– Europa Press/Contact/Marek Ladzinski
MADRID, 21 mai. (EUROPA PRESS) –
Le Premier ministre hongrois, Péter Magyar, a assuré jeudi que l'Union européenne « achètera à nouveau du gaz russe » une fois terminée l'invasion russe de l'Ukraine, qui a commencé il y a plus de quatre ans, et s'est dit prêt à « ouvrir un nouveau chapitre dans les relations avec Kiev ».
Dans une interview au journal 'Rzeczpospolita' à l'occasion de sa visite en Pologne, Magyar a souligné qu'avant de parvenir à cette amélioration des relations avec l'Ukraine, il est nécessaire que « la minorité hongroise résidant dans le pays jouisse des droits les plus fondamentaux ».

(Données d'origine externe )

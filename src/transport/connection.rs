use std::{
    cell::Cell,
    io::{BufReader, BufWriter},
    net::{Shutdown, TcpStream},
    panic::{self, AssertUnwindSafe},
    sync::{
        Arc, Mutex,
        atomic::{AtomicBool, Ordering},
    },
};

use log::{debug, error, info, warn};

use super::{
    config::TransportConfig, connector::Connector, error::TransportError, pool::DispatchPool,
    worker::TerminatableWorker, writer::BatchingWriter,
};
use crate::{
    codec::{MessageReader, MessageWriter},
    message::StructuredMessage,
};

/// Callback for inbound messages on a duplex connection.
pub trait MessageReceiver: Send + Sync + 'static {
    fn message_received(&self, message: StructuredMessage);
}

impl<F> MessageReceiver for F
where
    F: Fn(StructuredMessage) + Send + Sync + 'static,
{
    fn message_received(&self, message: StructuredMessage) {
        self(message)
    }
}

/// Observes connection lifecycle failures.
///
/// Fired at most once per connection incarnation, from the thread that
/// detected the failure. A graceful peer close is reported with
/// [`TransportError::Closed`]. This layer never reconnects on its own;
/// owners that want a retry call `start()` again after the notification.
pub trait ConnectionStateListener: Send + Sync + 'static {
    fn connection_failed(&self, error: &TransportError);
}

impl<F> ConnectionStateListener for F
where
    F: Fn(&TransportError) + Send + Sync + 'static,
{
    fn connection_failed(&self, error: &TransportError) {
        self(error)
    }
}

type ReceiverSlot = Arc<Mutex<Option<Arc<dyn MessageReceiver>>>>;
type ListenerSlot = Arc<Mutex<Option<Arc<dyn ConnectionStateListener>>>>;

thread_local! {
    // Set while a failure listener runs on this thread, so a send issued
    // from inside the callback fails fast instead of reopening the socket
    // the callback is reporting on.
    static IN_FAILURE_CALLBACK: Cell<bool> = const { Cell::new(false) };
}

struct Live {
    stream: TcpStream,
    writer: Arc<BatchingWriter<BufWriter<TcpStream>>>,
    worker: TerminatableWorker,
    notified: Arc<AtomicBool>,
}

/// A live socket paired with an inbound read loop and an outbound batching
/// writer.
///
/// Active connections are built over a [`Connector`] and open on `start()`
/// (or lazily on the first `send`); passive connections adopt a socket
/// already accepted by a server. `stop()` then `start()` on an active
/// connection reopens with fresh worker and writer state; the instance is
/// reused, the OS socket is not.
pub struct Connection {
    config: TransportConfig,
    connector: Option<Connector>,
    pending: Mutex<Option<TcpStream>>,
    receiver: ReceiverSlot,
    listener: ListenerSlot,
    pool: Option<Arc<DispatchPool>>,
    live: Mutex<Option<Live>>,
}

impl Connection {
    /// Active role: connects through `connector` on start.
    pub fn new(connector: Connector, config: TransportConfig) -> Self {
        Self::build(Some(connector), None, config)
    }

    /// Passive role: adopts a socket accepted by a server process.
    pub fn from_stream(stream: TcpStream, config: TransportConfig) -> Self {
        Self::build(None, Some(stream), config)
    }

    fn build(
        connector: Option<Connector>,
        pending: Option<TcpStream>,
        config: TransportConfig,
    ) -> Self {
        let pool = config
            .dispatch_threads
            .map(|size| Arc::new(DispatchPool::new(size)));
        Self {
            config,
            connector,
            pending: Mutex::new(pending),
            receiver: Arc::new(Mutex::new(None)),
            listener: Arc::new(Mutex::new(None)),
            pool,
            live: Mutex::new(None),
        }
    }

    pub fn set_receiver(&self, receiver: impl MessageReceiver) {
        *self.receiver.lock().unwrap() = Some(Arc::new(receiver));
    }

    pub fn set_state_listener(&self, listener: impl ConnectionStateListener) {
        *self.listener.lock().unwrap() = Some(Arc::new(listener));
    }

    pub fn is_running(&self) -> bool {
        self.live
            .lock()
            .unwrap()
            .as_ref()
            .is_some_and(|l| !l.worker.is_terminated())
    }

    /// Open the socket and spawn the read loop. Idempotent while running.
    pub fn start(&self) -> Result<(), TransportError> {
        let mut live = self.live.lock().unwrap();
        if live.as_ref().is_some_and(|l| !l.worker.is_terminated()) {
            info!("connection already started");
            return Ok(());
        }
        if let Some(mut old) = live.take() {
            old.worker.join_within(self.config.join_timeout);
        }

        let stream = match self.pending.lock().unwrap().take() {
            Some(stream) => {
                stream.set_nodelay(true)?;
                stream
            }
            None => self
                .connector
                .as_ref()
                .ok_or(TransportError::NotConfigured)?
                .connect()?,
        };

        *live = Some(self.open(stream)?);
        Ok(())
    }

    /// Lazy start used by `send`: opens the connection the first time a
    /// send arrives without a prior explicit `start()`. Refused inside a
    /// failure callback; a retry there must call `start()` explicitly.
    pub fn start_if_necessary(&self) -> Result<(), TransportError> {
        if self.is_running() {
            return Ok(());
        }
        if IN_FAILURE_CALLBACK.get() {
            debug!("send from a failure callback, refusing implicit restart");
            return Err(TransportError::NotRunning);
        }
        debug!("implicit connection start on send");
        self.start()
    }

    /// Queue `message` on the batching writer. A write failure stops the
    /// connection and notifies the state listener before propagating.
    pub fn send(&self, message: StructuredMessage) -> Result<(), TransportError> {
        self.start_if_necessary()?;
        let (writer, notified) = {
            let live = self.live.lock().unwrap();
            let l = live.as_ref().ok_or(TransportError::NotRunning)?;
            (Arc::clone(&l.writer), Arc::clone(&l.notified))
        };

        match writer.write(message) {
            Ok(()) => Ok(()),
            Err(error) => {
                warn!("send failed: {error}");
                self.stop();
                notify_failure(&self.listener, &notified, &error);
                Err(error)
            }
        }
    }

    /// Terminate the read loop, close the socket (which unblocks any
    /// in-progress read) and wait a bounded time for the worker to exit.
    /// Safe to call when not running.
    pub fn stop(&self) {
        let Some(mut live) = self.live.lock().unwrap().take() else {
            warn!("connection not running");
            return;
        };
        live.worker.terminate();
        let _ = live.stream.shutdown(Shutdown::Both);
        live.worker.join_within(self.config.join_timeout);
        info!("connection stopped");
    }

    fn open(&self, stream: TcpStream) -> Result<Live, TransportError> {
        let peer = stream.peer_addr()?;
        let read_half = stream.try_clone()?;
        let write_half = stream.try_clone()?;
        let fail_stream = stream.try_clone()?;

        let writer = Arc::new(BatchingWriter::new(
            MessageWriter::with_limit(BufWriter::new(write_half), self.config.max_frame_len),
            self.config.flush_delay,
        ));
        let mut reader =
            MessageReader::with_limit(BufReader::new(read_half), self.config.max_frame_len);

        let notified = Arc::new(AtomicBool::new(false));
        let receiver = Arc::clone(&self.receiver);
        let listener = Arc::clone(&self.listener);
        let worker_notified = Arc::clone(&notified);
        let pool = self.pool.clone();

        let worker = TerminatableWorker::spawn(&format!("conduit-read-{peer}"), move |flag| {
            read_step(
                &mut reader,
                flag,
                &fail_stream,
                &receiver,
                &listener,
                &worker_notified,
                pool.as_deref(),
            )
        });

        Ok(Live {
            stream,
            writer,
            worker,
            notified,
        })
    }
}

impl Drop for Connection {
    fn drop(&mut self) {
        if self.is_running() {
            self.stop();
        }
    }
}

/// One iteration of the inbound read loop. Returns `false` to end the loop.
fn read_step(
    reader: &mut MessageReader<BufReader<TcpStream>>,
    flag: &AtomicBool,
    stream: &TcpStream,
    receiver: &Mutex<Option<Arc<dyn MessageReceiver>>>,
    listener: &Mutex<Option<Arc<dyn ConnectionStateListener>>>,
    notified: &AtomicBool,
    pool: Option<&DispatchPool>,
) -> bool {
    let message = match reader.read() {
        Ok(message) => message,
        Err(e) => {
            let error = TransportError::from(e);
            if flag.load(Ordering::SeqCst) {
                // Deliberate local close; the failed read is expected.
                debug!("read loop exiting after local close: {error}");
            } else {
                if error.is_graceful() {
                    info!("peer closed the connection");
                } else {
                    warn!("read failed: {error}");
                }
                flag.store(true, Ordering::SeqCst);
                let _ = stream.shutdown(Shutdown::Both);
                notify_failure(listener, notified, &error);
            }
            return false;
        }
    };

    let Some(receiver) = receiver.lock().unwrap().clone() else {
        debug!("no receiver registered, dropping inbound message");
        return true;
    };
    match pool {
        Some(pool) => pool.execute(move || deliver(receiver, message)),
        None => deliver(receiver, message),
    }
    true
}

/// Receiver panics are contained here; they must never kill the read loop.
fn deliver(receiver: Arc<dyn MessageReceiver>, message: StructuredMessage) {
    if panic::catch_unwind(AssertUnwindSafe(|| receiver.message_received(message))).is_err() {
        error!("receiver panicked handling an inbound message");
    }
}

fn notify_failure(
    listener: &Mutex<Option<Arc<dyn ConnectionStateListener>>>,
    notified: &AtomicBool,
    error: &TransportError,
) {
    if notified.swap(true, Ordering::SeqCst) {
        return;
    }
    if let Some(listener) = listener.lock().unwrap().clone() {
        IN_FAILURE_CALLBACK.set(true);
        listener.connection_failed(error);
        IN_FAILURE_CALLBACK.set(false);
    }
}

« La compétitivité et la géographie le dicteront », a-t-il déclaré sur la question énergétique, avant de préciser que le gaz russe « est moins cher que le gaz liquéfié qui arrive par la mer Baltique ». « L'UE devra y revenir », a-t-il déclaré, tout en soulignant que « la Russie continuera à être là où elle est aujourd'hui ».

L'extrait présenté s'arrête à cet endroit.